Foreign Pension and Tax

My client receives a German pension and is paying the tax that the German government assesses on the exempt portion. Do I have the option of reporting ALL of the income, not claiming the 50% exemption and claiming the foreign tax paid?

I have a client who also receives the German pension and pays foreign tax on this pension. I use the Foreign tab to show the Total pension received, the 50% Exempt portion, and the Foreign tax paid. My client’s income is low, and she has enough deductions (medical & donations) each year that she pays no taxes.
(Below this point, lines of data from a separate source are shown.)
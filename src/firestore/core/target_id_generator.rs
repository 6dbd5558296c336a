use crate::firestore::core::types::TargetId;

const RESERVED_BITS: TargetId = 1;

/// Hands out target ids in two disjoint spaces: even ids for targets stored
/// in the target cache, odd ids for the sync engine's limbo resolution
/// targets, which are never persisted.
#[derive(Clone, Debug)]
pub struct TargetIdGenerator {
    last_id: TargetId,
}

impl TargetIdGenerator {
    /// Generator continuing after `highest_target_id`, the largest id the
    /// target cache has handed out so far.
    pub fn for_target_cache(highest_target_id: TargetId) -> Self {
        Self {
            last_id: highest_target_id,
        }
    }

    pub fn for_sync_engine() -> Self {
        Self { last_id: -1 }
    }

    pub fn next(&mut self) -> TargetId {
        self.last_id += 1 << RESERVED_BITS;
        self.last_id
    }
}
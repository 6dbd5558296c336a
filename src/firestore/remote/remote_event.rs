use std::collections::{BTreeMap, BTreeSet};

use crate::firestore::core::types::TargetId;
use crate::firestore::model::{DocumentKey, MaybeDocument, SnapshotVersion};

/// Aggregated result of applying a batch of watch responses, up to one
/// consistent global snapshot.
#[derive(Debug, Clone, PartialEq)]
pub struct RemoteEvent {
    pub snapshot_version: SnapshotVersion,
    pub target_changes: BTreeMap<TargetId, TargetChange>,
    /// Targets whose existence filter did not match; they are re-listened
    /// without a resume token.
    pub target_mismatches: BTreeSet<TargetId>,
    pub document_updates: BTreeMap<DocumentKey, MaybeDocument>,
    /// Documents that only limbo-resolution targets touched.
    pub resolved_limbo_documents: BTreeSet<DocumentKey>,
}

impl RemoteEvent {
    /// Event marking `target_id` as (not) current without any document
    /// changes; used by secondary clients replaying the primary's state.
    pub fn synthesized_for_current_change(target_id: TargetId, current: bool) -> Self {
        let mut target_changes = BTreeMap::new();
        target_changes.insert(
            target_id,
            TargetChange::synthesized_for_current_change(current),
        );
        Self {
            snapshot_version: SnapshotVersion::min(),
            target_changes,
            target_mismatches: BTreeSet::new(),
            document_updates: BTreeMap::new(),
            resolved_limbo_documents: BTreeSet::new(),
        }
    }
}

/// Per-target membership delta of a [`RemoteEvent`].
#[derive(Debug, Clone, Default, PartialEq)]
pub struct TargetChange {
    /// Empty when the backend sent no new token.
    pub resume_token: Vec<u8>,
    pub current: bool,
    pub added_documents: BTreeSet<DocumentKey>,
    pub modified_documents: BTreeSet<DocumentKey>,
    pub removed_documents: BTreeSet<DocumentKey>,
}

impl TargetChange {
    pub fn synthesized_for_current_change(current: bool) -> Self {
        Self {
            current,
            ..Self::default()
        }
    }

    pub fn change_count(&self) -> usize {
        self.added_documents.len() + self.modified_documents.len() + self.removed_documents.len()
    }
}
mod array_value;
mod bytes_value;
mod map_value;
mod ordering;
pub mod server_timestamp;
mod value;

pub use array_value::ArrayValue;
pub use bytes_value::BytesValue;
pub use map_value::MapValue;
pub use ordering::{canonical_id, compare_values, type_order, values_equal, TypeOrder};
pub use value::{FirestoreValue, ValueKind};
use std::collections::BTreeMap;

use crate::firestore::model::FieldPath;
use crate::firestore::value::{FirestoreValue, ValueKind};

/// Map of field name to value; also used as the root "object value" holding a
/// document's data.
#[derive(Clone, Debug, PartialEq, Default)]
pub struct MapValue {
    fields: BTreeMap<String, FirestoreValue>,
}

impl MapValue {
    pub fn new(fields: BTreeMap<String, FirestoreValue>) -> Self {
        Self { fields }
    }

    pub fn empty() -> Self {
        Self::default()
    }

    pub fn fields(&self) -> &BTreeMap<String, FirestoreValue> {
        &self.fields
    }

    pub fn into_fields(self) -> BTreeMap<String, FirestoreValue> {
        self.fields
    }

    pub fn is_empty(&self) -> bool {
        self.fields.is_empty()
    }

    /// Looks up a nested field. Intermediate segments must be maps.
    pub fn field(&self, path: &FieldPath) -> Option<&FirestoreValue> {
        let (first, rest) = path.segments().split_first()?;
        let mut current = self.fields.get(first)?;
        for segment in rest {
            match current.kind() {
                ValueKind::Map(map) => current = map.fields.get(segment)?,
                _ => return None,
            }
        }
        Some(current)
    }

    /// Writes `value` at `path`, replacing any non-map intermediate value with
    /// a fresh map.
    pub fn set_field(&mut self, path: &FieldPath, value: FirestoreValue) {
        set_at_segments(&mut self.fields, path.segments(), value);
    }

    /// Removes the value at `path` if present. Parent maps are kept even when
    /// they become empty.
    pub fn delete_field(&mut self, path: &FieldPath) {
        delete_at_segments(&mut self.fields, path.segments());
    }

    /// Applies a batch of writes where `None` deletes the field.
    pub fn set_all(&mut self, updates: impl IntoIterator<Item = (FieldPath, Option<FirestoreValue>)>) {
        for (path, value) in updates {
            match value {
                Some(value) => self.set_field(&path, value),
                None => self.delete_field(&path),
            }
        }
    }

    /// Returns every leaf field path, treating empty maps as leaves.
    pub fn leaf_paths(&self) -> Vec<FieldPath> {
        let mut paths = Vec::new();
        collect_leaf_paths(&self.fields, &[], &mut paths);
        paths
    }
}

fn set_at_segments(
    fields: &mut BTreeMap<String, FirestoreValue>,
    segments: &[String],
    value: FirestoreValue,
) {
    let Some((first, rest)) = segments.split_first() else {
        return;
    };
    if rest.is_empty() {
        fields.insert(first.clone(), value);
        return;
    }

    let mut child = match fields.remove(first).map(FirestoreValue::into_kind) {
        Some(ValueKind::Map(map)) => map.into_fields(),
        _ => BTreeMap::new(),
    };
    set_at_segments(&mut child, rest, value);
    fields.insert(first.clone(), FirestoreValue::from_map(child));
}

fn delete_at_segments(fields: &mut BTreeMap<String, FirestoreValue>, segments: &[String]) {
    let Some((first, rest)) = segments.split_first() else {
        return;
    };
    if rest.is_empty() {
        fields.remove(first);
        return;
    }

    if let Some(ValueKind::Map(_)) = fields.get(first).map(FirestoreValue::kind) {
        if let Some(ValueKind::Map(map)) = fields.remove(first).map(FirestoreValue::into_kind) {
            let mut child = map.into_fields();
            delete_at_segments(&mut child, rest);
            fields.insert(first.clone(), FirestoreValue::from_map(child));
        }
    }
}

fn collect_leaf_paths(
    fields: &BTreeMap<String, FirestoreValue>,
    prefix: &[String],
    out: &mut Vec<FieldPath>,
) {
    for (name, value) in fields {
        let mut segments = prefix.to_vec();
        segments.push(name.clone());
        match value.kind() {
            ValueKind::Map(map) if !map.is_empty() => collect_leaf_paths(&map.fields, &segments, out),
            _ => {
                if let Ok(path) = FieldPath::new(segments) {
                    out.push(path);
                }
            }
        }
    }
}

#[cfg(test)]
mod tests {
    use super::*;

    fn path(value: &str) -> FieldPath {
        FieldPath::from_dot_separated(value).unwrap()
    }

    #[test]
    fn stores_map_entries() {
        let mut map = BTreeMap::new();
        map.insert("foo".to_string(), FirestoreValue::from_integer(1));
        let value = MapValue::new(map.clone());
        assert_eq!(value.fields().get("foo"), map.get("foo"));
    }

    #[test]
    fn sets_nested_fields() {
        let mut map = MapValue::empty();
        map.set_field(&path("a.b.c"), FirestoreValue::from_integer(1));
        map.set_field(&path("a.d"), FirestoreValue::from_bool(true));
        assert_eq!(map.field(&path("a.b.c")), Some(&FirestoreValue::from_integer(1)));
        assert_eq!(map.field(&path("a.d")), Some(&FirestoreValue::from_bool(true)));
        assert_eq!(map.leaf_paths(), vec![path("a.b.c"), path("a.d")]);
    }

    #[test]
    fn overwrites_scalar_with_map() {
        let mut map = MapValue::empty();
        map.set_field(&path("a"), FirestoreValue::from_integer(1));
        map.set_field(&path("a.b"), FirestoreValue::from_integer(2));
        assert_eq!(map.field(&path("a.b")), Some(&FirestoreValue::from_integer(2)));
    }

    #[test]
    fn deletes_nested_fields() {
        let mut map = MapValue::empty();
        map.set_field(&path("a.b"), FirestoreValue::from_integer(1));
        map.set_field(&path("a.c"), FirestoreValue::from_integer(2));
        map.delete_field(&path("a.b"));
        map.delete_field(&path("missing.path"));
        assert!(map.field(&path("a.b")).is_none());
        assert_eq!(map.field(&path("a.c")), Some(&FirestoreValue::from_integer(2)));
    }
}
As such, she doesn’t benefit from the foreign tax credit, and thus receives no rebate on the tax she pays in Germany.

Start with the Calculation of the non-taxable portion of the German social security pension.

Do I have the option of reporting ALL of the income,…?

Report 100% of the pension in Canadian dollars on line 11500.

… not claiming the 50% exemption…

Deduct the non-taxable portion of the pension on line 25600.

However, as of 2006, new recipients of this pension will have the tax-free percentage reduced until 2040 when 100% will be taxable for new recipients.

As to the taxable portion now varies depending on the first year it was paid, I will simply refer you to the aforementioned website which provides details and sample calculations.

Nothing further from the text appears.